Il country di Jeremy Steding spinge verso il Sud le distorsioni della telecaster e la storia di I Keep On Livin’, but I don’t Learn (terzo disco prodotto da Walt Wilkins e scritto anche col contributo del songwriter Mike Ethan Messick) diventa più elaborata e più riflessiva di un recente e dignitoso passato, in special modo per Whiskey Songs and Prison Songs: folk, honky tonk, country (“I live in Texas and play Country Music, but its not what's traditionally known as Texas Country. Its what I call 'Vintage Country, fried in Americana Batter'") Jeremy Steding predilige una struttura melodica frammentaria che ben si adatta al respiro ‘picaresco’ di I Keep On Livin’, but I don’t Learn, ogni brano anche se origina riflessioni amare -a tratti graffiante, i risultati non sono mai discontinui e talvolta decisamente brillanti.
Il cuore e l’anima del countryman della Florida vien fuori nel felice avvio di Annie Ray e della godibilissima title-track -duetto con M.E. Messick-, l’honky tonk è saltellante, ruspante ma il ragazzo sa essere riflessivo, affidarsi alla steel per abbellire Sometimes, You Need a Hurricane, alcolico e ‘filosofico’ da buon texano in My Best Tequila (Until Then) sempre l’ideale per tirare fino a tarda notte, dove poter trovare colore, calore, pianto e riso in ballate tra folk e country, riuscite come Arkansas Rain, Paint the Town Red e When They're Blue, incerte in The Old Man on the Bridge, Brandi Sue, You and Me and the Mockingbird, perché soffrono di respiri differenti, troppo meditative e non riesce a convincere, o forse non vuole farlo ad un solo ascolto.

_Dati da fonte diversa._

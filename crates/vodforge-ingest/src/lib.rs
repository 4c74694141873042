//! Video ingestion job orchestration core.
//!
//! This crate accepts an uploaded video, validates it, derives its
//! streaming rendition plan, and manages the lifecycle of a transcoding
//! job from submission through a terminal state while bounding the
//! number of jobs processed concurrently:
//! - Upload validation against format/extension/size limits
//! - Metadata extraction via a pluggable prober
//! - Default rendition ladder selection from the source resolution
//! - A semaphore-backed admission gate for the processing slot count
//! - The job state machine and public submit/get/list/cancel operations
//! - HLS/DASH packaging configuration for the external packager

pub mod error;
pub mod events;
pub mod gate;
pub mod manifest;
pub mod probe;
pub mod qualities;
pub mod service;
pub mod transcode;
pub mod validate;

pub use error::{IngestError, IngestResult};
pub use events::{EventBus, JobEvent};
pub use gate::{AdmissionPermit, ConcurrencyGate};
pub use manifest::{build_manifest_config, DashManifest, HlsManifest, HlsVariant, ManifestConfig};
pub use probe::{FfprobeExtractor, MetadataExtractor, ProbeError};
pub use qualities::{resolve_qualities, select_qualities};
pub use service::{ServiceConfig, SubmitOptions, VideoService, DEFAULT_LIST_LIMIT};
pub use transcode::{TranscodeError, Transcoder};
pub use validate::{validate_upload, ValidationError, ValidationIssue};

Ma Jeremy Steding resta un songwriter onesto, un nuovo cantastorie che ha saputo trovare negli interstizi del country nuovi possibili spunti narrativi e la riprova è nel finale datato 1800, nel Far West e la guerra civile della meravigliosa ballad all ‘Cash’ di Don't Take Your Guns to Town e i violini riflessivi di Five Aprils. I Keep On Livin’, but I don’t Learn è un disco gibboso. È fatto di saliscendi. Sale sullo sfondo country, scende nelle ballate. Ma il modo in cui si addentra nei sotterranei dell’anima aiuta ad attenuare quelle poche incertezze.